# here come the ads



## mr.fixit (Aug 16, 2009)

got a postcard in the mail yesterday. Al's Home Improvement $200.00 per room standard size 12x10 2 coats paint,all trim and ceiling. I dont know anything about pricing repaints but this sounds real low to me.


----------



## NCPaint1 (Aug 6, 2009)

1 gal ceiling paint, 2 gal wall paint, and trim...1 qt, or if he's using leftover paint from other jobs, that would save a bit I guess

1x $15'ish = $15
2x $20'ish = $40
1x $10'ish ( qt or leftover) = $10

Total paint = $65. Say another $10 in misc, roller, brush etc. = $75...leaves $125. Tax that plus insurance leaving $83.75 ( 30% is easy to figure ) Not a very good margin....he'll learn eventually. Or maybe he's taking the "foot in the door" approach


----------



## PressurePros (May 6, 2007)

minus his advertising, gas to get there, wear and tear on his vehicle and equipment, insurance, administrative, company profit, phone and other fixed costs he'd be lucky to gross $85 and he will never be able to hire anyone.


----------



## NCPaint1 (Aug 6, 2009)

PressurePros said:


> minus his advertising, gas to get there, wear and tear on his vehicle and equipment, insurance, administrative, company profit, phone and other fixed costs he'd be lucky to gross $85 and he will never be able to hire anyone.


I was assuming he would walk, borrow a phone, use the customers ladders or a chair, and write everything on a free sticky pad.


----------



## RCP (Apr 18, 2007)

NCPaint1 said:


> I was assuming he would walk, borrow a phone, use the customers ladders or a chair, and write everything on a free sticky pad.


Or just sub it out to a $99 a room guy!


----------



## jsheridan (Mar 12, 2011)

Got you all beat. In Cape May, NJ, there is a local publication called the Shoppee. A guy advertises $100.00 a room, no details, just the price. That's okay, because if you're willing to entertain even calling that guy, let alone hiring him, you're not the kind of customer I'm looking for anyway.


----------



## CliffK (Dec 21, 2010)

We had a guy for a couple of seasons in my area that would come on his bicycle. A few too many DWIs I guess! There is something out there for everyone, but even though I am quick to dismiss them as not really being competition, they do have a negative affect on overall pricing. Even if customers don't go there, they see all these adds and post cards and then when they get a legitimate price it shocks them and it seems high. They get a price of $865 + tax for a bedroom and in the back of their mind they remember seeing an add for "any room for $200" and the $865 seems very high.
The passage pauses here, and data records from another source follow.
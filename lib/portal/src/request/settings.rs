//! Settings requests. Both are validated before any backend call.

use eduva_derive::request;
use serde::{Deserialize, Serialize};

/// Save the profile form.
#[request("settings/save-profile")]
#[derive(Serialize, Deserialize)]
#[serde(rename_all = "camelCase")]
pub struct SaveProfileReq {
    pub full_name: String,
    pub email: String,
    #[serde(default, skip_serializing_if = "Option::is_none")]
    pub phone: Option<String>,
}

/// Change the account password.
#[request("settings/change-password")]
#[derive(Serialize, Deserialize)]
#[serde(rename_all = "camelCase")]
pub struct ChangePasswordReq {
    pub current_password: String,
    pub new_password: String,
    pub confirm_password: String,
}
So then they go shopping because they start thinking we are ripping them off and even if they don't call the $200 hack maybe it opens the door for the next guy who is a little hungry and comes in at $725( maybe uses an illegal or two or buys some cheaper paint, offers them a lesser price for cash, but looks pretty legit from the presentation-maybe he's even on Facebook!!). There is now a possibility that we don't get that job. Where as if they had no preconceived notion of the "$200 room" and we come highly recommended and offer a nice presentation and they have the $ in the budget- they don't even go shopping and that job is ours on the spot. Even if they are not really the "competition" they still make our jobs harder and can bring down the prices. You've got guys spending big $ on print and internet advertising and SEO and there is a guy in my area that drives around at night and staples large flyers to the telephone poles and sticks throw away job site lawn signs near the train stations, parks etc. They get taken down and disappear, but not before A LOT of people see them and before you know it they are back again.


----------



## jsheridan (Mar 12, 2011)

Hey Cliff, I hear and understand what you're saying. The DIY channels don't make our job any easier either. I'm just whistling in the dark, pretending that they don't have an impact on overall pricing, but I know that they do. It just goes with the territory of doing something that anyone else can do but just doesn't feel like it or have the time to do it, so they think.


----------



## nEighter (Nov 14, 2008)

LOL yep, why do they do things like that?! :laughing: oh bruddah..


----------



## Wood511 (Dec 13, 2010)

Like those Maaco $100 auto paint jobs...whole lotta fine print on that one. 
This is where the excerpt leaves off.